La madrugada en que desapareció Sergio
Sergio Daniel Ávalos era oriundo de Picún Leufú y estudiaba Economía en la Universidad Nacional del Comahue. Vivía en una residencia universitaria y tenía 18 años cuando salió junto con otros estudiantes hacia el boliche El Fuerte, ubicado en Primeros Pobladores al 2000.
Durante la madrugada del 14 de junio de 2003 fue visto dentro del establecimiento y los últimos testimonios lo ubicaron entre las 6.30 y las 7. Después, nadie volvió a saber de él.
Tres días más tarde, el 17 de junio, el encargado de las Residencias Universitarias de la UNCo denunció que Sergio no había regresado luego de salir a bailar.
La causa comenzó inicialmente en la Justicia provincial. En 2013, la querella pidió que el expediente fuera investigado como una desaparición forzada y pasara al fuero federal. El planteo fue acompañado por la Universidad Nacional del Comahue, que participa como amicus curiae, y por el Ministerio Público Fiscal.
En 2014, la Corte Suprema de Justicia de la Nación determinó que la Justicia Federal era competente para intervenir en la investigación. Desde noviembre de ese año, el expediente tramita ante el Juzgado Federal N°2 de Neuquén.

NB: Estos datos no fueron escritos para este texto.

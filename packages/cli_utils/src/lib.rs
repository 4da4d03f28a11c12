#![cfg_attr(feature = "fail-on-warnings", deny(warnings))]
#![warn(clippy::all, clippy::pedantic, clippy::nursery, clippy::cargo)]
#![allow(clippy::multiple_crate_versions, clippy::cargo_common_metadata)]

//! Shared CLI utilities for the risk map toolchain.
//!
//! Provides an `indicatif`-backed [`ProgressCallback`] for dataset loads,
//! plus [`init_logger`] which sets up `indicatif-log-bridge` so that
//! `log::info!` and friends are suspended while progress bars redraw.

use std::sync::Arc;
use std::time::Duration;

use indicatif::{ProgressBar, ProgressStyle};
use risk_map_dataset::progress::ProgressCallback;

pub use indicatif::MultiProgress;

/// An `indicatif` [`ProgressBar`] that implements [`ProgressCallback`].
pub struct IndicatifProgress {
    bar: ProgressBar,
    /// Style to switch to once `set_total()` provides a known length.
    bar_style: ProgressStyle,
}

impl IndicatifProgress {
    /// Creates a progress indicator for a dataset load. Starts as a
    /// spinner and becomes a `layers 1/2` bar once the total is known.
    #[must_use]
    pub fn load_bar(multi: &MultiProgress, message: &str) -> Arc<dyn ProgressCallback> {
        let bar = multi.add(ProgressBar::new_spinner());
        bar.enable_steady_tick(Duration::from_millis(100));
        bar.set_style(
            ProgressStyle::with_template("{spinner:.cyan} {msg}")
                .unwrap_or_else(|_| ProgressStyle::default_spinner()),
        );
        bar.set_message(message.to_string());

        let bar_style = ProgressStyle::with_template(
            "  {msg} {wide_bar:.cyan/dim} {pos}/{len} layers [{elapsed_precise}]",
        )
        .unwrap_or_else(|_| ProgressStyle::default_bar())
        .progress_chars("##-");

        Arc::new(Self { bar, bar_style })
    }
}

impl ProgressCallback for IndicatifProgress {
    fn set_total(&self, total: u64) {
        self.bar.set_length(total);
        self.bar.set_position(0);
        self.bar.set_style(self.bar_style.clone());
    }

    fn inc(&self, delta: u64) {
        self.bar.inc(delta);
    }

    fn set_message(&self, msg: String) {
        self.bar.set_message(msg);
    }

    fn finish(&self, msg: String) {
        self.bar.finish_with_message(msg);
    }
}

/// Initializes the global logger wrapped in `indicatif-log-bridge` so that
/// `log::info!` and friends are suspended while progress bars redraw.
///
/// Returns the [`MultiProgress`] that all progress bars must be added to.
#[must_use]
pub fn init_logger() -> MultiProgress {
    let multi = MultiProgress::new();

    let logger = pretty_env_logger::formatted_builder()
        .parse_env("RUST_LOG")
        .build();
    let level = logger.filter();

    indicatif_log_bridge::LogWrapper::new(multi.clone(), logger)
        .try_init()
        .ok(); // Ignore error if logger was already set (e.g., in tests)

    log::set_max_level(level);

    multi
}
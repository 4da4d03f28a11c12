//! Layer location dispatch.
//!
//! `http://` and `https://` locations are fetched with `reqwest` through
//! the retry helpers; anything else is read from the local filesystem.

use crate::{LoadError, retry};

/// Returns `true` if `location` should be fetched over HTTP.
#[must_use]
pub fn is_remote(location: &str) -> bool {
    location.starts_with("http://") || location.starts_with("https://")
}

/// Reads the raw body of a layer.
///
/// # Errors
///
/// Returns [`LoadError::DataUnavailable`] if the request or file read
/// fails.
pub async fn fetch_text(client: &reqwest::Client, location: &str) -> Result<String, LoadError> {
    if is_remote(location) {
        log::debug!("Fetching {location}");
        return retry::send_text(location, || client.get(location)).await;
    }

    log::debug!("Reading {location}");
    tokio::fs::read_to_string(location)
        .await
        .map_err(|e| LoadError::DataUnavailable {
            location: location.to_string(),
            message: e.to_string(),
        })
}
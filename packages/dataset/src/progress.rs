//! Progress reporting for dataset loads.
//!
//! [`ProgressCallback`] keeps the loader independent of how progress is
//! drawn. The CLI plugs in `indicatif` bars; tests use [`NullProgress`].

use std::sync::Arc;

/// Receives progress updates from a load.
///
/// Implementations must be `Send + Sync` so a single callback can be
/// shared across the concurrent layer loads.
pub trait ProgressCallback: Send + Sync {
    /// Set the total expected units of work.
    fn set_total(&self, total: u64);

    /// Advance progress by `delta` units.
    fn inc(&self, delta: u64);

    /// Update the message displayed alongside the progress indicator.
    fn set_message(&self, msg: String);

    /// Mark progress as complete with a final message.
    fn finish(&self, msg: String);
}

/// Ignores all progress updates.
pub struct NullProgress;

impl ProgressCallback for NullProgress {
    fn set_total(&self, _total: u64) {}
    fn inc(&self, _delta: u64) {}
    fn set_message(&self, _msg: String) {}
    fn finish(&self, _msg: String) {}
}

/// Returns a shared [`NullProgress`] instance.
#[must_use]
pub fn null_progress() -> Arc<dyn ProgressCallback> {
    Arc::new(NullProgress)
}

Desde entonces se realizaron más de un centenar de declaraciones testimoniales, investigaciones de campo, relevamientos en organismos públicos y privados y tareas en cementerios de Neuquén y Río Negro. También se realizaron pericias de ADN con la colaboración del Equipo Argentino de Antropología Forense a partir del hallazgo de restos óseos.
La causa tuvo además un nuevo impulso durante 2026. En julio, la Cámara Federal de Casación Penal restableció los procesamientos de ocho acusados que habían sido desvinculados previamente y dejó nuevamente el expediente con 19 personas procesadas.

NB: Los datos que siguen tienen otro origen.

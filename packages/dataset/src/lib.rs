#![cfg_attr(feature = "fail-on-warnings", deny(warnings))]
#![warn(clippy::all, clippy::pedantic, clippy::nursery, clippy::cargo)]
#![allow(clippy::multiple_crate_versions, clippy::cargo_common_metadata)]

//! Risk map dataset fetching, decoding, and registry.
//!
//! Loads the area polygon layer and the incident point layer described by
//! a [`DatasetSource`], concurrently, and decodes both into typed records.
//! A failure on either side fails the whole load: callers never see one
//! layer without the other.

pub mod decode;
pub mod fetch;
pub mod progress;
pub mod registry;
pub mod retry;

use std::sync::Arc;

use risk_map_dataset_models::{
    AreaFieldMapping, DatasetSource, IncidentFieldMapping, LayerSource,
};
use risk_map_risk_models::{AreaFeature, IncidentFeature};
use thiserror::Error;

use crate::progress::ProgressCallback;

/// Errors that can occur while loading a dataset.
#[derive(Debug, Error)]
pub enum LoadError {
    /// The layer could not be read (transport failure, missing file, or a
    /// non-success HTTP status).
    #[error("Data unavailable from {location}: {message}")]
    DataUnavailable {
        /// URL or path that was being read.
        location: String,
        /// Description of what went wrong.
        message: String,
    },

    /// The layer was read but is not a `GeoJSON` `FeatureCollection`.
    #[error("Malformed data from {location}: {message}")]
    DataMalformed {
        /// URL or path that was being read.
        location: String,
        /// Description of what went wrong.
        message: String,
    },
}

/// Both layers of a loaded dataset.
#[derive(Debug, Clone, Default, PartialEq)]
pub struct Dataset {
    /// Area polygons. Incident counts are zero until joined.
    pub areas: Vec<AreaFeature>,
    /// Every incident in the source, in source order.
    pub incidents: Vec<IncidentFeature>,
}

/// Loads both layers of `source` concurrently.
///
/// # Errors
///
/// Returns the first [`LoadError`] raised by either layer.
pub async fn load(
    client: &reqwest::Client,
    source: &DatasetSource,
    progress: Arc<dyn ProgressCallback>,
) -> Result<Dataset, LoadError> {
    log::info!("Loading dataset {} ({})", source.id(), source.name());
    progress.set_total(2);

    let (areas, incidents) = tokio::try_join!(
        load_areas(client, &source.areas, progress.as_ref()),
        load_incidents(client, &source.incidents, progress.as_ref()),
    )?;

    progress.finish(format!(
        "Loaded {} areas and {} incidents",
        areas.len(),
        incidents.len()
    ));

    Ok(Dataset { areas, incidents })
}

async fn load_areas(
    client: &reqwest::Client,
    layer: &LayerSource<AreaFieldMapping>,
    progress: &dyn ProgressCallback,
) -> Result<Vec<AreaFeature>, LoadError> {
    progress.set_message(format!("Reading {}", layer.location));
    let body = fetch::fetch_text(client, &layer.location).await?;
    let features = decode::feature_collection(&layer.location, &body)?;
    let areas = decode::decode_areas(&features, &layer.fields);

    let unnamed = areas.iter().filter(|a| a.name.is_empty()).count();
    if unnamed > 0 {
        log::warn!(
            "{unnamed} area features in {} have no '{}' property",
            layer.location,
            layer.fields.name
        );
    }
    log::debug!("Decoded {} areas from {}", areas.len(), layer.location);
    progress.inc(1);

    Ok(areas)
}

async fn load_incidents(
    client: &reqwest::Client,
    layer: &LayerSource<IncidentFieldMapping>,
    progress: &dyn ProgressCallback,
) -> Result<Vec<IncidentFeature>, LoadError> {
    progress.set_message(format!("Reading {}", layer.location));
    let body = fetch::fetch_text(client, &layer.location).await?;
    let features = decode::feature_collection(&layer.location, &body)?;
    let incidents = decode::decode_incidents(&features, &layer.fields);

    let unplaced = incidents.iter().filter(|i| i.location.is_none()).count();
    if unplaced > 0 {
        log::warn!(
            "{unplaced} of {} incidents in {} have no usable point location",
            incidents.len(),
            layer.location
        );
    }
    log::debug!(
        "Decoded {} incidents from {}",
        incidents.len(),
        layer.location
    );
    progress.inc(1);

    Ok(incidents)
}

Ahora, con el pedido de elevación a juicio, la fiscalía considera que existen elementos suficientes para que la responsabilidad de los acusados sea discutida en un debate oral.
Mientras tanto, la búsqueda de Sergio Ávalos continúa. Actualmente existe una recompensa de $5 millones para quienes aporten información que permita determinar su paradero.
Para su familia, el paso de los años no cerró el caso. Su padre, Asunción Ávalos, tiene 93 años, y junto con sus hijos continúa reclamando respuestas sobre qué ocurrió con Sergio aquella madrugada de junio de 2003.
La eventual llegada del expediente a juicio podría abrir una nueva instancia para determinar responsabilidades sobre una desaparición que, después de más de dos décadas, todavía mantiene una pregunta central sin respuesta: dónde está Sergio Ávalos.